Shanghai-based biopharmaceutical company Dizal has published new pivotal Phase II trial data on sunvozertinib in non-small-cell lung cancer (NSCLC) patients after receiving platinum-based chemotherapies.
The single-arm, multi-centre Phase II WU-KONG6 study (NCT05712902) evaluated the safety, efficacy, and pharmacokinetics of sunvozertinib in 104 NSCLC patients with EGFR exon 20 insertion mutations (exon20ins).
Results from the study were published in The Lancet Respiratory Medicine. As of the data cut-off on 3 April 2023, the blinded independent central review-assessed confirmed objective response rate (cORR) was 60.8%, meeting the trial’s primary endpoint.
The median progression-free survival was 6.5 months. While 12-month overall survival (OS) was 64.9%, the OS data was immature.
In the announcement accompanying the data, first author of the paper Dr Mengzhao Wang said: “Sunvozertinib, the first Category-I Innovative Drug approved for the treatment of EGFR exon20ins NSCLC in China, has demonstrated a superior efficacy, safety, and convenience profile. It overcomes the existing treatment challenges faced by advanced NSCLC patients with EGFR Exon20ins mutations, offering an effective treatment option for this patient population.”
Sunvozertinib, marketed as Zegfrovy, is a small molecule irreversible EGFR inhibitor designed to target a range of EGFR mutations with wild-type EGFR selectivity. The drug candidate gained approval from China’s National Medicines Products Administration (NMPA) in August 2023 based on data from the WU-KONG6 study.
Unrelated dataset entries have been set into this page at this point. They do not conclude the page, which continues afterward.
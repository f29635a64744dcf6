#![allow(dead_code)]

//! Shared fixtures: an artifact builder producing well-formed container
//! streams, keyed test signer/verifier pairs and recording installer
//! doubles.

use std::collections::BTreeMap;
use std::sync::{Arc, Mutex};

use async_trait::async_trait;
use sha2::{Digest, Sha256};

use otagent::crypto::{ArtifactVerifier, PayloadSigner};
use otagent::errors::AgentError;
use otagent::installer::{PayloadSink, UpdateModule};

pub const BLOCK_SIZE: usize = 512;

pub fn sha256_hex(data: &[u8]) -> String {
    Sha256::digest(data)
        .iter()
        .map(|b| format!("{:02x}", b))
        .collect()
}

/// Keyed test signature: SHA-256 over the key followed by the payload
pub fn test_sign(key: &[u8], payload: &[u8]) -> Vec<u8> {
    let mut hasher = Sha256::new();
    hasher.update(key);
    hasher.update(payload);
    hasher.finalize().to_vec()
}

/// Verifier accepting only signatures produced by [`test_sign`] with the
/// same key
pub struct TestVerifier {
    pub key: Vec<u8>,
}

impl ArtifactVerifier for TestVerifier {
    fn verify(&self, manifest: &[u8], signature: &[u8]) -> Result<(), AgentError> {
        if signature == test_sign(&self.key, manifest) {
            Ok(())
        } else {
            Err(AgentError::SignatureInvalid(
                "Artifact signature mismatch".to_string(),
            ))
        }
    }
}

/// Signer producing [`test_sign`] signatures and a fixed PEM stand-in
pub struct TestSigner {
    pub key: Vec<u8>,
}

impl PayloadSigner for TestSigner {
    fn public_key_pem(&self) -> Result<String, AgentError> {
        Ok("-----BEGIN PUBLIC KEY-----\ntest\n-----END PUBLIC KEY-----\n".to_string())
    }

    fn sign(&self, payload: &[u8]) -> Result<Vec<u8>, AgentError> {
        Ok(test_sign(&self.key, payload))
    }
}

/// A 512-byte record header for `name` with a valid checksum
pub fn tar_header(name: &str, size: u64) -> [u8; BLOCK_SIZE] {
    let mut block = [0u8; BLOCK_SIZE];
    block[..name.len()].copy_from_slice(name.as_bytes());
    let octal = format!("{:011o}", size);
    block[124..135].copy_from_slice(octal.as_bytes());
    block[156] = b'0';
    block[148..156].fill(b' ');
    let sum: u64 = block.iter().map(|b| u64::from(*b)).sum();
    let checksum = format!("{:06o}\0 ", sum);
    block[148..156].copy_from_slice(checksum.as_bytes());
    block
}

/// Append a header block, the content and zero padding to the next block
pub fn write_entry(out: &mut Vec<u8>, name: &str, content: &[u8]) {
    out.extend_from_slice(&tar_header(name, content.len() as u64));
    out.extend_from_slice(content);
    let padding = content.len().div_ceil(BLOCK_SIZE) * BLOCK_SIZE - content.len();
    out.extend_from_slice(&vec![0u8; padding]);
}

/// Builds container streams the decoder accepts, with knobs for the
/// malformed variants the tests need
pub struct ArtifactBuilder {
    device_type: String,
    provides: Vec<(String, String)>,
    payloads: Vec<(String, String, Vec<u8>)>,
    corrupt_signature: bool,
    corrupt_payload: bool,
}

impl ArtifactBuilder {
    pub fn new(device_type: &str) -> Self {
        Self {
            device_type: device_type.to_string(),
            provides: Vec::new(),
            payloads: Vec::new(),
            corrupt_signature: false,
            corrupt_payload: false,
        }
    }

    pub fn provide(mut self, key: &str, value: &str) -> Self {
        self.provides.push((key.to_string(), value.to_string()));
        self
    }

    pub fn payload(mut self, payload_type: &str, filename: &str, content: Vec<u8>) -> Self {
        self.payloads
            .push((payload_type.to_string(), filename.to_string(), content));
        self
    }

    /// Flip a bit in the signature entry
    pub fn corrupt_signature(mut self) -> Self {
        self.corrupt_signature = true;
        self
    }

    /// Flip a bit in the first payload byte after the manifest was signed
    pub fn corrupt_payload(mut self) -> Self {
        self.corrupt_payload = true;
        self
    }

    pub fn build(&self, signing_key: &[u8]) -> Vec<u8> {
        let version = br#"{"format":"ota","version":1}"#.to_vec();

        let provides: BTreeMap<&str, &str> = self
            .provides
            .iter()
            .map(|(k, v)| (k.as_str(), v.as_str()))
            .collect();
        let payload_types: Vec<_> = self
            .payloads
            .iter()
            .map(|(t, _, _)| serde_json::json!({ "type": t }))
            .collect();
        let header = serde_json::json!({
            "payloads": payload_types,
            "device_type": self.device_type,
            "artifact_provides": provides,
        })
        .to_string()
        .into_bytes();

        let mut manifest = String::new();
        manifest.push_str(&format!("{}  version\n", sha256_hex(&version)));
        manifest.push_str(&format!("{}  header-info\n", sha256_hex(&header)));
        for (index, (_, filename, content)) in self.payloads.iter().enumerate() {
            manifest.push_str(&format!(
                "{}  data/{:04}/{}\n",
                sha256_hex(content),
                index,
                filename
            ));
        }
        let manifest = manifest.into_bytes();

        let mut signature = test_sign(signing_key, &manifest);
        if self.corrupt_signature {
            signature[0] ^= 0xFF;
        }

        let mut out = Vec::new();
        write_entry(&mut out, "version", &version);
        write_entry(&mut out, "manifest", &manifest);
        write_entry(&mut out, "manifest.sig", &signature);
        write_entry(&mut out, "header-info", &header);
        for (index, (_, filename, content)) in self.payloads.iter().enumerate() {
            let mut content = content.clone();
            if self.corrupt_payload && index == 0 && !content.is_empty() {
                content[0] ^= 0xFF;
            }
            write_entry(&mut out, &format!("data/{:04}/{}", index, filename), &content);
        }
        out.extend_from_slice(&[0u8; BLOCK_SIZE]);
        out.extend_from_slice(&[0u8; BLOCK_SIZE]);
        out
    }
}

/// Payload sink recording every write it receives
#[derive(Default)]
pub struct RecordingSink {
    /// One record per write call: payload type, filename, size, offset, length
    pub writes: Vec<(String, String, u64, u64, usize)>,
    pub bytes: BTreeMap<String, Vec<u8>>,
}

#[async_trait]
impl PayloadSink for RecordingSink {
    async fn write(
        &mut self,
        payload_type: &str,
        filename: &str,
        size: u64,
        offset: u64,
        data: &[u8],
    ) -> Result<(), AgentError> {
        self.writes.push((
            payload_type.to_string(),
            filename.to_string(),
            size,
            offset,
            data.len(),
        ));
        self.bytes
            .entry(filename.to_string())
            .or_default()
            .extend_from_slice(data);
        Ok(())
    }
}

/// What a [`TestModule`] was asked to do during a deployment
#[derive(Default)]
pub struct ModuleLog {
    pub streamed: BTreeMap<String, Vec<u8>>,
    pub installed: bool,
    pub committed: bool,
    pub rebooted: bool,
    pub rolled_back: bool,
    pub cleaned_up: bool,
}

/// Update module double recording its lifecycle into a shared log
pub struct TestModule {
    pub payload_type: String,
    pub needs_restart: bool,
    pub fail_install: bool,
    pub log: Arc<Mutex<ModuleLog>>,
}

impl TestModule {
    pub fn new(payload_type: &str) -> (Self, Arc<Mutex<ModuleLog>>) {
        let log = Arc::new(Mutex::new(ModuleLog::default()));
        (
            Self {
                payload_type: payload_type.to_string(),
                needs_restart: false,
                fail_install: false,
                log: log.clone(),
            },
            log,
        )
    }
}

#[async_trait]
impl UpdateModule for TestModule {
    fn payload_type(&self) -> &str {
        &self.payload_type
    }

    fn needs_restart(&self) -> bool {
        self.needs_restart
    }

    async fn stream(
        &mut self,
        filename: &str,
        _size: u64,
        offset: u64,
        data: &[u8],
    ) -> Result<(), AgentError> {
        let mut log = self.log.lock().unwrap();
        let file = log.streamed.entry(filename.to_string()).or_default();
        assert_eq!(offset as usize, file.len(), "writes must arrive in order");
        file.extend_from_slice(data);
        Ok(())
    }

    async fn install(&mut self) -> Result<(), AgentError> {
        if self.fail_install {
            return Err(AgentError::InstallError(
                "Install rejected by test module".to_string(),
            ));
        }
        self.log.lock().unwrap().installed = true;
        Ok(())
    }

    async fn reboot(&mut self) -> Result<(), AgentError> {
        self.log.lock().unwrap().rebooted = true;
        Ok(())
    }

    async fn commit(&mut self) -> Result<(), AgentError> {
        self.log.lock().unwrap().committed = true;
        Ok(())
    }

    async fn rollback(&mut self) -> Result<(), AgentError> {
        self.log.lock().unwrap().rolled_back = true;
        Ok(())
    }

    async fn cleanup(&mut self) -> Result<(), AgentError> {
        self.log.lock().unwrap().cleaned_up = true;
        Ok(())
    }
}
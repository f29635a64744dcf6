//! File-staging update module
//!
//! Streams the payload into a staging file and only moves it to its final
//! destination on commit. A decode aborted mid-stream therefore leaves
//! nothing but a staging file behind, which rollback and cleanup remove.

use std::path::PathBuf;

use async_trait::async_trait;
use tokio::fs;
use tokio::io::AsyncWriteExt;
use tracing::{debug, info};

use crate::errors::AgentError;
use crate::installer::UpdateModule;

/// Update module writing payload files into a target directory
pub struct FileModule {
    payload_type: String,
    staging_dir: PathBuf,
    target_dir: PathBuf,
    current: Option<StagedFile>,
    staged: Vec<StagedFile>,
}

struct StagedFile {
    filename: String,
    staging_path: PathBuf,
    handle: Option<fs::File>,
}

impl FileModule {
    /// Create a module handling `payload_type` payloads
    pub fn new(
        payload_type: impl Into<String>,
        staging_dir: impl Into<PathBuf>,
        target_dir: impl Into<PathBuf>,
    ) -> Self {
        Self {
            payload_type: payload_type.into(),
            staging_dir: staging_dir.into(),
            target_dir: target_dir.into(),
            current: None,
            staged: Vec::new(),
        }
    }
}

#[async_trait]
impl UpdateModule for FileModule {
    fn payload_type(&self) -> &str {
        &self.payload_type
    }

    async fn stream(
        &mut self,
        filename: &str,
        size: u64,
        offset: u64,
        data: &[u8],
    ) -> Result<(), AgentError> {
        if offset == 0 {
            // Staged files must stay inside the staging directory
            if filename.contains(['/', '\\']) || filename == "." || filename == ".." {
                return Err(AgentError::InstallError(format!(
                    "Invalid payload file name '{}'",
                    filename
                )));
            }
            fs::create_dir_all(&self.staging_dir).await?;
            let staging_path = self.staging_dir.join(filename);
            debug!("Staging '{}' ({} bytes) at {:?}", filename, size, staging_path);
            let handle = fs::File::create(&staging_path).await?;
            if let Some(previous) = self.current.take() {
                self.staged.push(previous);
            }
            self.current = Some(StagedFile {
                filename: filename.to_string(),
                staging_path,
                handle: Some(handle),
            });
        }

        let current = self.current.as_mut().ok_or_else(|| {
            AgentError::InstallError("Payload data received before file start".to_string())
        })?;
        if let Some(handle) = current.handle.as_mut() {
            handle.write_all(data).await?;
            if offset + data.len() as u64 >= size {
                handle.flush().await?;
                current.handle = None;
            }
        }
        Ok(())
    }

    async fn install(&mut self) -> Result<(), AgentError> {
        if let Some(current) = self.current.take() {
            self.staged.push(current);
        }
        if self.staged.iter().any(|f| f.handle.is_some()) {
            return Err(AgentError::InstallError(
                "Payload stream ended before its declared size".to_string(),
            ));
        }
        Ok(())
    }

    async fn commit(&mut self) -> Result<(), AgentError> {
        fs::create_dir_all(&self.target_dir).await?;
        for file in self.staged.drain(..) {
            let target = self.target_dir.join(&file.filename);
            info!("Committing '{}' to {:?}", file.filename, target);
            fs::rename(&file.staging_path, &target).await?;
        }
        Ok(())
    }

    async fn rollback(&mut self) -> Result<(), AgentError> {
        if let Some(current) = self.current.take() {
            self.staged.push(current);
        }
        for file in self.staged.drain(..) {
            debug!("Discarding staged file {:?}", file.staging_path);
            let _ = fs::remove_file(&file.staging_path).await;
        }
        Ok(())
    }

    async fn cleanup(&mut self) -> Result<(), AgentError> {
        self.current = None;
        self.staged.clear();
        Ok(())
    }
}
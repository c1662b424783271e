//! Series shape classification.
//!
//! DICOM has several inconsistent ways of saying "this is a 3D/4D data set":
//! mosaics, multi-frame instances with or without frame times, a single
//! multi-frame volume, or many single-frame instances stacked at the same
//! location. [`classify`] applies one fixed priority order to decide which
//! one a record list is.

use tracing::debug;

use crate::record::SliceRecord;

#[derive(Debug, Clone, Default, PartialEq, Eq)]
pub struct Classification {
    pub is_mosaic: bool,
    pub is_elscint: bool,
    pub is_compressed: bool,
    pub is_multi_frame: bool,
    pub is_multi_frame_volume: bool,
    pub is_multi_frame_timeseries: bool,
    pub is_implicit_timeseries: bool,
    /// Logical slice or time point count.
    pub number_of_frames: u32,
    /// Frames physically decodable from one record.
    pub number_of_frames_in_file: u32,
}

/// Classify records that all belong to one series. Returns `None` for an
/// empty list.
pub fn classify(records: &[SliceRecord]) -> Option<Classification> {
    let first = records.first()?;

    let mut c = Classification {
        is_mosaic: first.is_mosaic(),
        is_elscint: first.is_elscint(),
        is_compressed: first.is_compressed(),
        number_of_frames: first.number_of_frames,
        number_of_frames_in_file: first.implicit_frame_count(),
        ..Default::default()
    };

    c.is_multi_frame = c.number_of_frames > 1
        || (c.is_mosaic && first.mosaic_rows * first.mosaic_cols > 1);

    if c.is_multi_frame {
        if c.is_mosaic || first.frame_time() > 0.0 {
            c.is_multi_frame_timeseries = true;
        } else if c.number_of_frames > 1 && records.len() == 1 {
            // one instance holding a whole volume, e.g. RT dose
            c.is_multi_frame_volume = true;
        } else {
            c.is_multi_frame_timeseries = true;
        }
    } else {
        c.number_of_frames = records.len() as u32;
    }

    // many single frames sharing one location are time points; without a
    // position every record shares the empty signature
    let widened = !c.is_multi_frame && first.image_position.is_some();
    if !c.is_mosaic && (c.number_of_frames <= 1 || widened) {
        let signature = first.position_signature();
        let same_location = records
            .iter()
            .filter(|record| record.position_signature() == signature)
            .count() as u32;
        if same_location > 1 {
            c.is_implicit_timeseries = true;
            c.number_of_frames = same_location;
        }
    }

    debug!(
        records = records.len(),
        frames = c.number_of_frames,
        frames_in_file = c.number_of_frames_in_file,
        mosaic = c.is_mosaic,
        multi_frame = c.is_multi_frame,
        volume = c.is_multi_frame_volume,
        timeseries = c.is_multi_frame_timeseries,
        implicit_timeseries = c.is_implicit_timeseries,
        "Classified series"
    );
    Some(c)
}

impl Classification {
    /// Distinct spatial positions per time point.
    pub fn slices_per_frame(&self, record_count: usize) -> usize {
        if self.is_implicit_timeseries && self.number_of_frames > 0 {
            record_count / self.number_of_frames as usize
        } else {
            self.number_of_frames as usize
        }
    }
}
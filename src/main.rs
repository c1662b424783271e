use clap::Parser;
use tracing::{error, info};
use tracing_subscriber::EnvFilter;

use dicom_series::{config::Cli, series_loader::SeriesLoader};

#[tokio::main(flavor = "current_thread")]
async fn main() {
    tracing_subscriber::fmt()
        .with_env_filter(EnvFilter::try_from_default_env().unwrap_or_else(|_| EnvFilter::new("info")))
        .init();

    let cli = Cli::parse();
    let options = cli.series_options();

    let series_list = match SeriesLoader::load_from_directory(&cli.dir, &options) {
        Ok(series_list) => series_list,
        Err(e) => {
            error!("Failed to load {}: {e}", cli.dir.display());
            std::process::exit(1);
        }
    };

    for series in &series_list {
        match series.goc_frames().await {
            Ok(frames) => {
                let bbox = frames.bounding_box();
                info!(
                    series = %series,
                    name = series.name().unwrap_or_default(),
                    dim = ?frames.dim(),
                    direction = ?series.slice_dir(),
                    transform_available = frames.transform.is_available(),
                    extent_mm = ?(bbox.width(), bbox.height(), bbox.depth()),
                    "Series ready"
                );
            }
            Err(e) => error!(series = %series, "Failed to assemble frames: {e}"),
        }
    }
}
Other marketed drugs in the NSCLC space include AstraZeneca’s EGFR inhibitor Tagrisso, which gained approval from the US Food and Drug Administration in 2015. The drug is approved in 94 countries for the treatment of patients with early-stage EGFR-mutated (EGFRm) NSCLC and in 99 countries for the first and second line of treatment of advanced EGFRm NSCLC.
Tagrisso generated $5.4bn last year, as per AstraZeneca’s 2022 financial report. According to GlobalData’s Pharma Intelligence Center, Tagrisso is forecasted to generate $8bn in sales in 2029.
GlobalData is the parent company of Clinical Trials Arena.
Dizal has several other candidates in the pipeline such as DZD-8586, a small molecule drug indicated for the treatment of several different cancers including non-Hodgkin lymphoma, B-cell non-Hodgkin lymphoma, and chronic lymphocytic leukaemia (CLL).
The candidate is currently being investigated in an open-label, randomised Phase I/II study (NCT05844956), which is evaluating the safety, tolerability, and pharmacokinetics of DZD-8586 in 386 patients with relapsed or refractory B-cell non-Hodgkin lymphoma. The trial is expected to be completed in October 2027, as per ClinicalTrials.gov registry.